What you should do
State only how many lines of the records contain the string "trimmed".
--------
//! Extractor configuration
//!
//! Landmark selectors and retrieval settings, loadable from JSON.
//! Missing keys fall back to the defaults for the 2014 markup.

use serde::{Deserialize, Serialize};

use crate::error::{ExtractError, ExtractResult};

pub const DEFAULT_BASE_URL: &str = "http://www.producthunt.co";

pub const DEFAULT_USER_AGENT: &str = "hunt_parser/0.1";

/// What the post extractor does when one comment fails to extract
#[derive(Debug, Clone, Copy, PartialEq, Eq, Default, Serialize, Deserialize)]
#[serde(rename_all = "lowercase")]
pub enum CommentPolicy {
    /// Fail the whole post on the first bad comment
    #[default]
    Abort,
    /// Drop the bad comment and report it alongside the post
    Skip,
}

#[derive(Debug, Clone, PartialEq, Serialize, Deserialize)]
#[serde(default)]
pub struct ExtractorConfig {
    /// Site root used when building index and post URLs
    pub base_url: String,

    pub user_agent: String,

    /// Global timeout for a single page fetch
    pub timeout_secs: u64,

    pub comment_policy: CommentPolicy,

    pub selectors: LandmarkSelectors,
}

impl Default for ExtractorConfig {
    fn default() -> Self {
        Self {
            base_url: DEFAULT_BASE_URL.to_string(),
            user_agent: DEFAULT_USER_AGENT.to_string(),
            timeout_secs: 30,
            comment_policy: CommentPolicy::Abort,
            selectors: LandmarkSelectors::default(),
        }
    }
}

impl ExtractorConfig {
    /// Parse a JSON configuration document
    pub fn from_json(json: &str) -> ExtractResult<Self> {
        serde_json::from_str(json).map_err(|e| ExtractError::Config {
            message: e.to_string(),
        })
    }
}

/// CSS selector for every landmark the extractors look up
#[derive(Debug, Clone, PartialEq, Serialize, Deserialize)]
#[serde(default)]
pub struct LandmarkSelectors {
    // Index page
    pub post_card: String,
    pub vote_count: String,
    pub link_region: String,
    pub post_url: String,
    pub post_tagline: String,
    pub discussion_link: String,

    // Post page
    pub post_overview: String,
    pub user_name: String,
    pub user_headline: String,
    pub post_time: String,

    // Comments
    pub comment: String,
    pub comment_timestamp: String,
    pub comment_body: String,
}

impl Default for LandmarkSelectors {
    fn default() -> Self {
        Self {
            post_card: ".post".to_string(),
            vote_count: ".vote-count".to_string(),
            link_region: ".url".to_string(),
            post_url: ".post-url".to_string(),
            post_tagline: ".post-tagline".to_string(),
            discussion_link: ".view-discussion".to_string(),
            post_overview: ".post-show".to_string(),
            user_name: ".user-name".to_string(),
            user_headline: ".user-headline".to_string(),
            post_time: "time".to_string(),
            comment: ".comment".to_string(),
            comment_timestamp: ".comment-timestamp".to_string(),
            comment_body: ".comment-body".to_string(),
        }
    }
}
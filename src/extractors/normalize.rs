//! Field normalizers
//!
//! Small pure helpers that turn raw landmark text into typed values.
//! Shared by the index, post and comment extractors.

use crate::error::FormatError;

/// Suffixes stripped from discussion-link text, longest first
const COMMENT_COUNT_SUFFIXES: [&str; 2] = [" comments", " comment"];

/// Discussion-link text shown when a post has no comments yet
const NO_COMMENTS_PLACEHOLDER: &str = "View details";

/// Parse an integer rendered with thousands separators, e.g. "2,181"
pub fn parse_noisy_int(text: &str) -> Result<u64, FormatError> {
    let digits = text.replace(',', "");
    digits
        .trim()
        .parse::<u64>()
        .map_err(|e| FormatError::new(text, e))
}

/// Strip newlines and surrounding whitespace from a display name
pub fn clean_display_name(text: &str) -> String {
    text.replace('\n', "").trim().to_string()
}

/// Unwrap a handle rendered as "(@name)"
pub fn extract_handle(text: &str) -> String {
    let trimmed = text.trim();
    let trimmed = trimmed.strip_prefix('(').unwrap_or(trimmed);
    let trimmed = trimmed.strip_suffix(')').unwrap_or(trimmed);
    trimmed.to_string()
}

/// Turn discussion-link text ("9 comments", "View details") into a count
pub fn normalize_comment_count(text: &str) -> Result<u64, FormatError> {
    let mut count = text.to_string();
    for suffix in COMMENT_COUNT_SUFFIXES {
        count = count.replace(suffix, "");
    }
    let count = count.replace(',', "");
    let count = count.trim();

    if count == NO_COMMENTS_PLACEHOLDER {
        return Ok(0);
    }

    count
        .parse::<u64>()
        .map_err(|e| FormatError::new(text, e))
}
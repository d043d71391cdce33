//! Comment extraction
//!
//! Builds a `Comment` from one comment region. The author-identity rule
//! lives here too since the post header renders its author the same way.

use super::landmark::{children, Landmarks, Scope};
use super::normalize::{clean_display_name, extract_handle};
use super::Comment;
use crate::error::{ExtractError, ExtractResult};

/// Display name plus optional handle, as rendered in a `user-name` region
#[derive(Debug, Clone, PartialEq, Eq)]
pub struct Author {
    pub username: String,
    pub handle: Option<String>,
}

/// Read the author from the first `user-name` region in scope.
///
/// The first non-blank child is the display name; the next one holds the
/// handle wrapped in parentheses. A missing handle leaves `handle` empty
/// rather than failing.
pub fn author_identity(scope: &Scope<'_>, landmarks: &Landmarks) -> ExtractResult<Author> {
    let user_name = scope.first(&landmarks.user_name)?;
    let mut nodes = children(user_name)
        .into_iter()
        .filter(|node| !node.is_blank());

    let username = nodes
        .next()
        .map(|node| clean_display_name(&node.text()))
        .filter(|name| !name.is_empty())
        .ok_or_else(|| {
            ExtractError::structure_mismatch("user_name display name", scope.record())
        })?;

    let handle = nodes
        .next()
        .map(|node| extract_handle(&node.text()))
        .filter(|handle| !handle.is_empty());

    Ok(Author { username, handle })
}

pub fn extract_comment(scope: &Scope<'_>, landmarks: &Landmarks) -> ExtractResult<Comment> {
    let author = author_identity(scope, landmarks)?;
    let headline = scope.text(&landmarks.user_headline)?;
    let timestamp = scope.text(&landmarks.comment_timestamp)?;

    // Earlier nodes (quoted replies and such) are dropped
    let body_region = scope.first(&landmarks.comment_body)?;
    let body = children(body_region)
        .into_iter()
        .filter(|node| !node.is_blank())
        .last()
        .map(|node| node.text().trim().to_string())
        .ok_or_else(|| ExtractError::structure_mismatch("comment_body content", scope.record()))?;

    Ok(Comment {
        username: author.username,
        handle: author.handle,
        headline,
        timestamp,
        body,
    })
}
--------
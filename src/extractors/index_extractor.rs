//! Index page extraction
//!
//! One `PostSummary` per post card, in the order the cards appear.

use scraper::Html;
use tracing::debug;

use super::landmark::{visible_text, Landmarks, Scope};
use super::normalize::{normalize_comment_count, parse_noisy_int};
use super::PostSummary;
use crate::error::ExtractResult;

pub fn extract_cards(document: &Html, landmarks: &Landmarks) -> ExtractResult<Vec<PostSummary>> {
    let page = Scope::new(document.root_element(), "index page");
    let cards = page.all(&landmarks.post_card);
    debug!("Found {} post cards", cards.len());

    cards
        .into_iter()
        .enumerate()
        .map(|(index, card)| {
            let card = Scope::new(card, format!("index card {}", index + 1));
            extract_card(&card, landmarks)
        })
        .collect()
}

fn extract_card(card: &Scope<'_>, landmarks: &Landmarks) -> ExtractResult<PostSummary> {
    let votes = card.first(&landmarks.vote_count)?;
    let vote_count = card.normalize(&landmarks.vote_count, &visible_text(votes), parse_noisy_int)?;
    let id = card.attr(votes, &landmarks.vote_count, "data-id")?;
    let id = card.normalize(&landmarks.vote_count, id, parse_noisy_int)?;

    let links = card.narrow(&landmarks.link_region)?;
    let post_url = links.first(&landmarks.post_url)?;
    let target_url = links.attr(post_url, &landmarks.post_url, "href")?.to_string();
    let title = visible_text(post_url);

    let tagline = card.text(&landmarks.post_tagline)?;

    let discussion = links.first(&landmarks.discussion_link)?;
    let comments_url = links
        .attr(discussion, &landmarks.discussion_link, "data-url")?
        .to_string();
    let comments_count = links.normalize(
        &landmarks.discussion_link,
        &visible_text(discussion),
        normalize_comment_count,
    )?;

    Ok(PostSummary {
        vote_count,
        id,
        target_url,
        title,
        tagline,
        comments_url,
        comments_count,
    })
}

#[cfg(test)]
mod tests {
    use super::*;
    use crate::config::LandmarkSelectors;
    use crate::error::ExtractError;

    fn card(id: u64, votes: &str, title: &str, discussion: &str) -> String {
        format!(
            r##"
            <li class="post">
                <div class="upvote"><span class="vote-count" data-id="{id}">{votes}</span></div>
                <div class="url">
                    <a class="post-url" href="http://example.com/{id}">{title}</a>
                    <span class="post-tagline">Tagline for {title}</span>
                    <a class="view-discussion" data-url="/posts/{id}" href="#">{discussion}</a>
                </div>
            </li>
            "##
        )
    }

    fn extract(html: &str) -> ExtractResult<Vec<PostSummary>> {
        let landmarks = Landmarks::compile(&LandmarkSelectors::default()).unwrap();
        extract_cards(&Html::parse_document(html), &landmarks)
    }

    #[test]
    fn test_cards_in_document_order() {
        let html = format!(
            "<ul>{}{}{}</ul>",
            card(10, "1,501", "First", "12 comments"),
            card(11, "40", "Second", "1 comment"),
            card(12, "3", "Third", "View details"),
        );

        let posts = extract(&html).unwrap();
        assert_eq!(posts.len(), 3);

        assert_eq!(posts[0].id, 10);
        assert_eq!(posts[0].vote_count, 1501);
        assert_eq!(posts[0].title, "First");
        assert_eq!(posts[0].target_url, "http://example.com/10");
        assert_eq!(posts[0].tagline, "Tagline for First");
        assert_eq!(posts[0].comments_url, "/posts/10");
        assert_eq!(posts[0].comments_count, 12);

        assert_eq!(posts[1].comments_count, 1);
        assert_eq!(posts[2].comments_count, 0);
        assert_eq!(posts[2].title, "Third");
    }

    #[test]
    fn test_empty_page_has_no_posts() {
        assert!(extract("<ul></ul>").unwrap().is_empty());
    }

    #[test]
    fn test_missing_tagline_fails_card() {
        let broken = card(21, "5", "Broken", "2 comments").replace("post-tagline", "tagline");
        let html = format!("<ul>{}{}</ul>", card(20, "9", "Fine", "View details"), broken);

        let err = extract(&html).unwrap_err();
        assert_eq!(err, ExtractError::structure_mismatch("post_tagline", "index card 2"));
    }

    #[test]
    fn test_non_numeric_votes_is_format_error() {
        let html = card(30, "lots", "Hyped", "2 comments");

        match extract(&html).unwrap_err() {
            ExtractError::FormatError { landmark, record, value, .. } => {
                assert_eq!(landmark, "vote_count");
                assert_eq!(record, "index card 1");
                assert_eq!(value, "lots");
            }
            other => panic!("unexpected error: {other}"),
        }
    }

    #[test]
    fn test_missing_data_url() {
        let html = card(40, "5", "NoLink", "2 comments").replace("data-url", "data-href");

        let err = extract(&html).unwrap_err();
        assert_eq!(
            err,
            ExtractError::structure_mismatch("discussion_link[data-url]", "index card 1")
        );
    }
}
--------
Solution to the exercise
4